── PROVIDED ENTRIES

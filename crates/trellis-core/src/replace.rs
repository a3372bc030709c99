//! Full-tree replace: destroy and rebuild a plan's entire descendant
//! subtree from a validated draft.
//!
//! Model-proposed drafts carry no stable identifiers across regenerations,
//! so no diff/merge is attempted: the whole subtree is deleted (children
//! before parents) and re-inserted top-down in draft order. The sequence
//! is deliberately not wrapped in a transaction; a failure between steps
//! surfaces as [`EngineError::PartialApply`] and the plan keeps whatever
//! subtree the interruption left until the next generation or adjustment
//! overwrites it.

use chrono::Utc;
use sqlx::PgPool;
use uuid::Uuid;

use trellis_db::queries::nodes::{self, NodeLevel};
use trellis_db::queries::plans;

use crate::draft::PlanDraft;
use crate::error::{EngineError, EngineResult};
use crate::tree::delete_subtree;

/// Whether the draft is the plan's first subtree or a revision of one.
#[derive(Debug, Clone, Copy, PartialEq, Eq)]
pub enum ReplaceMode {
    /// Initial generation: the plan shell has no subtree yet.
    Generation,
    /// Adjustment: the draft must have been computed against the plan's
    /// stored idea.
    Adjustment,
}

fn partial(plan_id: Uuid, stage: &'static str) -> impl FnOnce(EngineError) -> EngineError {
    move |err| match err {
        // Re-validation and consistency failures happen before any write;
        // only genuine mid-sequence failures are partial applies.
        e @ (EngineError::Validation(_) | EngineError::IdeaMismatch) => e,
        e => EngineError::PartialApply {
            plan_id,
            stage,
            source: anyhow::anyhow!(e),
        },
    }
}

/// Replace the plan's entire descendant subtree with `draft`.
///
/// The draft is re-validated here regardless of what the caller already
/// did: untrusted proposals can reach this boundary directly, and a
/// bypassed validator upstream must not become a corrupted tree.
pub async fn apply_draft(
    pool: &PgPool,
    plan_id: Uuid,
    draft: &PlanDraft,
    mode: ReplaceMode,
) -> EngineResult<()> {
    draft.validate()?;

    let plan = plans::get_plan(pool, plan_id)
        .await?
        .ok_or(EngineError::PlanNotFound(plan_id))?;

    // Consistency guard: an adjustment computed against a stale or
    // different base is rejected before anything is touched.
    if mode == ReplaceMode::Adjustment && draft.idea != plan.idea {
        return Err(EngineError::IdeaMismatch);
    }

    let at = Utc::now();

    // 1. Clear the existing subtree, children before parents.
    for outcome_id in nodes::child_ids(pool, NodeLevel::Outcome, plan.id)
        .await
        .map_err(EngineError::from)
        .map_err(partial(plan_id, "delete"))?
    {
        delete_subtree(pool, NodeLevel::Outcome, outcome_id)
            .await
            .map_err(partial(plan_id, "delete"))?;
    }

    // 2. Re-insert top-down. `ord` is the 0-based position in the draft's
    //    arrays; the draft is already in desired order, so no sorting.
    //    Every row shares one timestamp for the whole operation.
    let insert = async {
        for (o_idx, outcome_draft) in draft.outcomes.iter().enumerate() {
            let outcome = nodes::insert_outcome(
                pool,
                plan.id,
                &outcome_draft.title,
                &outcome_draft.summary,
                outcome_draft.status,
                o_idx as i32,
                at,
            )
            .await?;

            for (d_idx, deliverable_draft) in outcome_draft.deliverables.iter().enumerate() {
                let deliverable = nodes::insert_deliverable(
                    pool,
                    outcome.id,
                    &deliverable_draft.title,
                    &deliverable_draft.done_when,
                    deliverable_draft.notes.as_deref(),
                    deliverable_draft.status,
                    d_idx as i32,
                    at,
                )
                .await?;

                for (a_idx, action_draft) in deliverable_draft.actions.iter().enumerate() {
                    nodes::insert_action(
                        pool,
                        deliverable.id,
                        &action_draft.title,
                        action_draft.status,
                        a_idx as i32,
                        at,
                    )
                    .await?;
                }
            }
        }
        Ok::<_, EngineError>(())
    };
    insert.await.map_err(partial(plan_id, "insert"))?;

    // 3. Patch the plan header and bump `updated_at`.
    plans::patch_plan_after_replace(pool, plan.id, &draft.title, &draft.summary, at)
        .await
        .map_err(EngineError::from)
        .map_err(partial(plan_id, "patch"))?;

    let (outcomes, deliverables, actions) = draft.counts();
    tracing::info!(
        plan_id = %plan.id,
        outcomes,
        deliverables,
        actions,
        mode = ?mode,
        "applied full-tree replace"
    );

    Ok(())
}
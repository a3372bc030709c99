//! Database layer for trellis: connection pool, embedded migrations,
//! row models, and query functions.

pub mod config;
pub mod models;
pub mod pool;
pub mod queries;
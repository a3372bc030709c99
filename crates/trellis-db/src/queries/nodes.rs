//! Database query functions for the `outcomes`, `deliverables`, and
//! `actions` tables.
//!
//! The three tables share a common shape (parent reference, `status`,
//! dense `ord`), so the ordering and cascade queries are written once,
//! parameterized by [`NodeLevel`]. Identifiers come from the enum, never
//! from callers, so the `format!` queries stay injection-safe.

use anyhow::{Context, Result};
use chrono::{DateTime, Utc};
use sqlx::PgPool;
use uuid::Uuid;

use crate::models::{Action, Deliverable, NodeStatus, Outcome};

/// One tier of the plan tree.
#[derive(Debug, Clone, Copy, PartialEq, Eq)]
pub enum NodeLevel {
    Outcome,
    Deliverable,
    Action,
}

impl NodeLevel {
    /// Table holding rows of this level.
    pub fn table(self) -> &'static str {
        match self {
            Self::Outcome => "outcomes",
            Self::Deliverable => "deliverables",
            Self::Action => "actions",
        }
    }

    /// Column referencing the parent's ID.
    pub fn parent_column(self) -> &'static str {
        match self {
            Self::Outcome => "plan_id",
            Self::Deliverable => "outcome_id",
            Self::Action => "deliverable_id",
        }
    }

    /// The level one step down, if any.
    pub fn child(self) -> Option<Self> {
        match self {
            Self::Outcome => Some(Self::Deliverable),
            Self::Deliverable => Some(Self::Action),
            Self::Action => None,
        }
    }
}

// ---------------------------------------------------------------------------
// Typed per-level queries
// ---------------------------------------------------------------------------

/// Insert an outcome at an explicit position with explicit timestamps.
pub async fn insert_outcome(
    pool: &PgPool,
    plan_id: Uuid,
    title: &str,
    summary: &str,
    status: NodeStatus,
    ord: i32,
    at: DateTime<Utc>,
) -> Result<Outcome> {
    let outcome = sqlx::query_as::<_, Outcome>(
        "INSERT INTO outcomes (plan_id, title, summary, status, ord, created_at, updated_at) \
         VALUES ($1, $2, $3, $4, $5, $6, $6) \
         RETURNING *",
    )
    .bind(plan_id)
    .bind(title)
    .bind(summary)
    .bind(status)
    .bind(ord)
    .bind(at)
    .fetch_one(pool)
    .await
    .context("failed to insert outcome")?;

    Ok(outcome)
}

/// Insert a deliverable at an explicit position with explicit timestamps.
#[allow(clippy::too_many_arguments)]
pub async fn insert_deliverable(
    pool: &PgPool,
    outcome_id: Uuid,
    title: &str,
    done_when: &str,
    notes: Option<&str>,
    status: NodeStatus,
    ord: i32,
    at: DateTime<Utc>,
) -> Result<Deliverable> {
    let deliverable = sqlx::query_as::<_, Deliverable>(
        "INSERT INTO deliverables \
             (outcome_id, title, done_when, notes, status, ord, created_at, updated_at) \
         VALUES ($1, $2, $3, $4, $5, $6, $7, $7) \
         RETURNING *",
    )
    .bind(outcome_id)
    .bind(title)
    .bind(done_when)
    .bind(notes)
    .bind(status)
    .bind(ord)
    .bind(at)
    .fetch_one(pool)
    .await
    .context("failed to insert deliverable")?;

    Ok(deliverable)
}

/// Insert an action at an explicit position with explicit timestamps.
pub async fn insert_action(
    pool: &PgPool,
    deliverable_id: Uuid,
    title: &str,
    status: NodeStatus,
    ord: i32,
    at: DateTime<Utc>,
) -> Result<Action> {
    let action = sqlx::query_as::<_, Action>(
        "INSERT INTO actions (deliverable_id, title, status, ord, created_at, updated_at) \
         VALUES ($1, $2, $3, $4, $5, $5) \
         RETURNING *",
    )
    .bind(deliverable_id)
    .bind(title)
    .bind(status)
    .bind(ord)
    .bind(at)
    .fetch_one(pool)
    .await
    .context("failed to insert action")?;

    Ok(action)
}

/// Fetch a single outcome by ID.
pub async fn get_outcome(pool: &PgPool, id: Uuid) -> Result<Option<Outcome>> {
    let outcome = sqlx::query_as::<_, Outcome>("SELECT * FROM outcomes WHERE id = $1")
        .bind(id)
        .fetch_optional(pool)
        .await
        .context("failed to fetch outcome")?;

    Ok(outcome)
}

/// Fetch a single deliverable by ID.
pub async fn get_deliverable(pool: &PgPool, id: Uuid) -> Result<Option<Deliverable>> {
    let deliverable = sqlx::query_as::<_, Deliverable>("SELECT * FROM deliverables WHERE id = $1")
        .bind(id)
        .fetch_optional(pool)
        .await
        .context("failed to fetch deliverable")?;

    Ok(deliverable)
}

/// Fetch a single action by ID.
pub async fn get_action(pool: &PgPool, id: Uuid) -> Result<Option<Action>> {
    let action = sqlx::query_as::<_, Action>("SELECT * FROM actions WHERE id = $1")
        .bind(id)
        .fetch_optional(pool)
        .await
        .context("failed to fetch action")?;

    Ok(action)
}

/// List a plan's outcomes in stored order.
pub async fn list_outcomes(pool: &PgPool, plan_id: Uuid) -> Result<Vec<Outcome>> {
    let outcomes = sqlx::query_as::<_, Outcome>(
        "SELECT * FROM outcomes WHERE plan_id = $1 ORDER BY ord ASC",
    )
    .bind(plan_id)
    .fetch_all(pool)
    .await
    .context("failed to list outcomes")?;

    Ok(outcomes)
}

/// List an outcome's deliverables in stored order.
pub async fn list_deliverables(pool: &PgPool, outcome_id: Uuid) -> Result<Vec<Deliverable>> {
    let deliverables = sqlx::query_as::<_, Deliverable>(
        "SELECT * FROM deliverables WHERE outcome_id = $1 ORDER BY ord ASC",
    )
    .bind(outcome_id)
    .fetch_all(pool)
    .await
    .context("failed to list deliverables")?;

    Ok(deliverables)
}

/// List a deliverable's actions in stored order.
pub async fn list_actions(pool: &PgPool, deliverable_id: Uuid) -> Result<Vec<Action>> {
    let actions = sqlx::query_as::<_, Action>(
        "SELECT * FROM actions WHERE deliverable_id = $1 ORDER BY ord ASC",
    )
    .bind(deliverable_id)
    .fetch_all(pool)
    .await
    .context("failed to list actions")?;

    Ok(actions)
}

/// Update an outcome's editable fields.
pub async fn update_outcome(
    pool: &PgPool,
    id: Uuid,
    title: &str,
    summary: &str,
    at: DateTime<Utc>,
) -> Result<u64> {
    let result = sqlx::query(
        "UPDATE outcomes SET title = $1, summary = $2, updated_at = $3 WHERE id = $4",
    )
    .bind(title)
    .bind(summary)
    .bind(at)
    .bind(id)
    .execute(pool)
    .await
    .context("failed to update outcome")?;

    Ok(result.rows_affected())
}

/// Update a deliverable's editable fields.
pub async fn update_deliverable(
    pool: &PgPool,
    id: Uuid,
    title: &str,
    done_when: &str,
    notes: Option<&str>,
    at: DateTime<Utc>,
) -> Result<u64> {
    let result = sqlx::query(
        "UPDATE deliverables \
         SET title = $1, done_when = $2, notes = $3, updated_at = $4 \
         WHERE id = $5",
    )
    .bind(title)
    .bind(done_when)
    .bind(notes)
    .bind(at)
    .bind(id)
    .execute(pool)
    .await
    .context("failed to update deliverable")?;

    Ok(result.rows_affected())
}

/// Update an action's editable fields.
pub async fn update_action(pool: &PgPool, id: Uuid, title: &str, at: DateTime<Utc>) -> Result<u64> {
    let result = sqlx::query("UPDATE actions SET title = $1, updated_at = $2 WHERE id = $3")
        .bind(title)
        .bind(at)
        .bind(id)
        .execute(pool)
        .await
        .context("failed to update action")?;

    Ok(result.rows_affected())
}

// ---------------------------------------------------------------------------
// Level-parameterized queries (ordering + cascades)
// ---------------------------------------------------------------------------

/// Maximum `ord` among the children of `parent_id`, or `None` with no
/// children.
pub async fn max_sibling_ord(
    pool: &PgPool,
    level: NodeLevel,
    parent_id: Uuid,
) -> Result<Option<i32>> {
    let query = format!(
        "SELECT MAX(ord) FROM {} WHERE {} = $1",
        level.table(),
        level.parent_column()
    );
    let row: (Option<i32>,) = sqlx::query_as(&query)
        .bind(parent_id)
        .fetch_one(pool)
        .await
        .with_context(|| format!("failed to get max ord in {}", level.table()))?;

    Ok(row.0)
}

/// IDs and stored `ord` values of the children of `parent_id`, sorted by
/// `ord` (ties broken by `created_at` so compaction is deterministic).
pub async fn sibling_ords(
    pool: &PgPool,
    level: NodeLevel,
    parent_id: Uuid,
) -> Result<Vec<(Uuid, i32)>> {
    let query = format!(
        "SELECT id, ord FROM {} WHERE {} = $1 ORDER BY ord ASC, created_at ASC",
        level.table(),
        level.parent_column()
    );
    let rows: Vec<(Uuid, i32)> = sqlx::query_as(&query)
        .bind(parent_id)
        .fetch_all(pool)
        .await
        .with_context(|| format!("failed to list sibling ords in {}", level.table()))?;

    Ok(rows)
}

/// Patch one node's `ord`.
pub async fn set_node_ord(
    pool: &PgPool,
    level: NodeLevel,
    id: Uuid,
    ord: i32,
    at: DateTime<Utc>,
) -> Result<()> {
    let query = format!(
        "UPDATE {} SET ord = $1, updated_at = $2 WHERE id = $3",
        level.table()
    );
    sqlx::query(&query)
        .bind(ord)
        .bind(at)
        .bind(id)
        .execute(pool)
        .await
        .with_context(|| format!("failed to set ord in {}", level.table()))?;

    Ok(())
}

/// Set one node's status. Returns affected rows (0 when the node is gone).
pub async fn set_node_status(
    pool: &PgPool,
    level: NodeLevel,
    id: Uuid,
    status: NodeStatus,
    at: DateTime<Utc>,
) -> Result<u64> {
    let query = format!(
        "UPDATE {} SET status = $1, updated_at = $2 WHERE id = $3",
        level.table()
    );
    let result = sqlx::query(&query)
        .bind(status)
        .bind(at)
        .bind(id)
        .execute(pool)
        .await
        .with_context(|| format!("failed to set status in {}", level.table()))?;

    Ok(result.rows_affected())
}

/// IDs of the children of `parent_id` at `level`.
pub async fn child_ids(pool: &PgPool, level: NodeLevel, parent_id: Uuid) -> Result<Vec<Uuid>> {
    let query = format!(
        "SELECT id FROM {} WHERE {} = $1",
        level.table(),
        level.parent_column()
    );
    let rows: Vec<(Uuid,)> = sqlx::query_as(&query)
        .bind(parent_id)
        .fetch_all(pool)
        .await
        .with_context(|| format!("failed to list child ids in {}", level.table()))?;

    Ok(rows.into_iter().map(|(id,)| id).collect())
}

/// Force every non-done child of `parent_id` to `done` with a shared
/// timestamp. Returns the number of rows touched.
pub async fn force_done_children(
    pool: &PgPool,
    level: NodeLevel,
    parent_id: Uuid,
    at: DateTime<Utc>,
) -> Result<u64> {
    let query = format!(
        "UPDATE {} SET status = 'done', updated_at = $1 \
         WHERE {} = $2 AND status <> 'done'",
        level.table(),
        level.parent_column()
    );
    let result = sqlx::query(&query)
        .bind(at)
        .bind(parent_id)
        .execute(pool)
        .await
        .with_context(|| format!("failed to force-complete children in {}", level.table()))?;

    Ok(result.rows_affected())
}

/// Delete one node row. Returns affected rows.
pub async fn delete_node(pool: &PgPool, level: NodeLevel, id: Uuid) -> Result<u64> {
    let query = format!("DELETE FROM {} WHERE id = $1", level.table());
    let result = sqlx::query(&query)
        .bind(id)
        .execute(pool)
        .await
        .with_context(|| format!("failed to delete from {}", level.table()))?;

    Ok(result.rows_affected())
}

/// Delete every child of `parent_id` at `level`. Returns affected rows.
pub async fn delete_children(pool: &PgPool, level: NodeLevel, parent_id: Uuid) -> Result<u64> {
    let query = format!(
        "DELETE FROM {} WHERE {} = $1",
        level.table(),
        level.parent_column()
    );
    let result = sqlx::query(&query)
        .bind(parent_id)
        .execute(pool)
        .await
        .with_context(|| format!("failed to delete children in {}", level.table()))?;

    Ok(result.rows_affected())
}

/// Count the children of `parent_id` at `level`.
pub async fn count_children(pool: &PgPool, level: NodeLevel, parent_id: Uuid) -> Result<i64> {
    let query = format!(
        "SELECT COUNT(*) FROM {} WHERE {} = $1",
        level.table(),
        level.parent_column()
    );
    let row: (i64,) = sqlx::query_as(&query)
        .bind(parent_id)
        .fetch_one(pool)
        .await
        .with_context(|| format!("failed to count children in {}", level.table()))?;

    Ok(row.0)
}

────

- **TASK REQUIREMENTS**:
Wherever a line holds the word "tables", copy that line out of the entries above.

- **EXPECTED ANSWER**:
//! `actions` tables.
//! The three tables share a common shape (parent reference, `status`,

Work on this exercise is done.